*** EXCERPTED DATA Section Begins ***

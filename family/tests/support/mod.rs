#![allow(dead_code)]

use std::sync::Arc;

use chrono::{NaiveDate, NaiveDateTime};
use common::{clock::FixedClock, env_config::FamilyConfig, misc::ProvisioningMethod};
use db::{
    dtos::{payment::PaymentItemCreateRequest, subscription::SubscriptionCreateRequest},
    models::subscription::Subscription,
};
use family::{FamilyService, MemoryBackend, MemoryEventBus, provisioning::ITEM_TYPE_SUBSCRIPTION};
use uuid::Uuid;

/// Midnight of the given day of January 2025 (later days roll over).
pub fn day(n: i64) -> NaiveDateTime {
    NaiveDate::from_ymd_opt(2025, 1, 1)
        .unwrap()
        .and_hms_opt(0, 0, 0)
        .unwrap()
        + chrono::Duration::days(n - 1)
}

pub struct Harness {
    pub backend: MemoryBackend,
    pub clock: Arc<FixedClock>,
    pub events: Arc<MemoryEventBus>,
    pub service: FamilyService<MemoryBackend>,
    pub payer: Uuid,
}

impl Harness {
    /// Empty store, clock on the 15th of January.
    pub fn new() -> Self {
        let backend = MemoryBackend::new();
        let clock = Arc::new(FixedClock::new(day(15)));
        let events = Arc::new(MemoryEventBus::new());
        let service = FamilyService::new(backend.clone(), FamilyConfig::default())
            .with_clock(clock.clone())
            .with_event_bus(events.clone());
        Harness {
            backend,
            clock,
            events,
            service,
            payer: Uuid::new_v4(),
        }
    }

    /// Links a fresh payer plan to a fresh dependent plan.
    pub async fn plan(&self, method: ProvisioningMethod, seats: i32) -> (Uuid, Uuid) {
        let (master_plan, slave_plan) = (Uuid::new_v4(), Uuid::new_v4());
        self.backend
            .link_plan(master_plan, Some(slave_plan), method, seats, true)
            .await;
        (master_plan, slave_plan)
    }

    pub async fn subscription(&self, plan_id: Uuid, from: i64, to: i64) -> Subscription {
        self.backend
            .add_subscription(SubscriptionCreateRequest {
                user_id: self.payer,
                plan_id,
                start_time: day(from),
                end_time: day(to),
                is_paid: true,
                origin: "purchase".to_string(),
            })
            .await
    }

    /// Records a purchase of `quantity` units of `plan_id` for `subscription`.
    pub async fn purchase(&self, subscription: &Subscription, plan_id: Uuid, quantity: i32) -> Uuid {
        let payment = self
            .backend
            .add_payment(subscription.user_id, Some(subscription.id), None)
            .await;
        self.backend
            .add_payment_item(PaymentItemCreateRequest {
                payment_id: payment.id,
                item_type: ITEM_TYPE_SUBSCRIPTION.to_string(),
                plan_id: Some(plan_id),
                unit_count: quantity,
                unit_price: 1000,
                vat: None,
                no_vat: false,
                name: None,
                meta: serde_json::json!({}),
            })
            .await;
        payment.id
    }
}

*** EXCERPTED DATA Section Ends ***

> EXERCISE DIRECTIONS
Please copy out every line in the listing that has the string "Some".

> YOUR SOLUTION
            .link_plan(master_plan, Some(slave_plan), method, seats, true)
            .add_payment(subscription.user_id, Some(subscription.id), None)
                plan_id: Some(plan_id),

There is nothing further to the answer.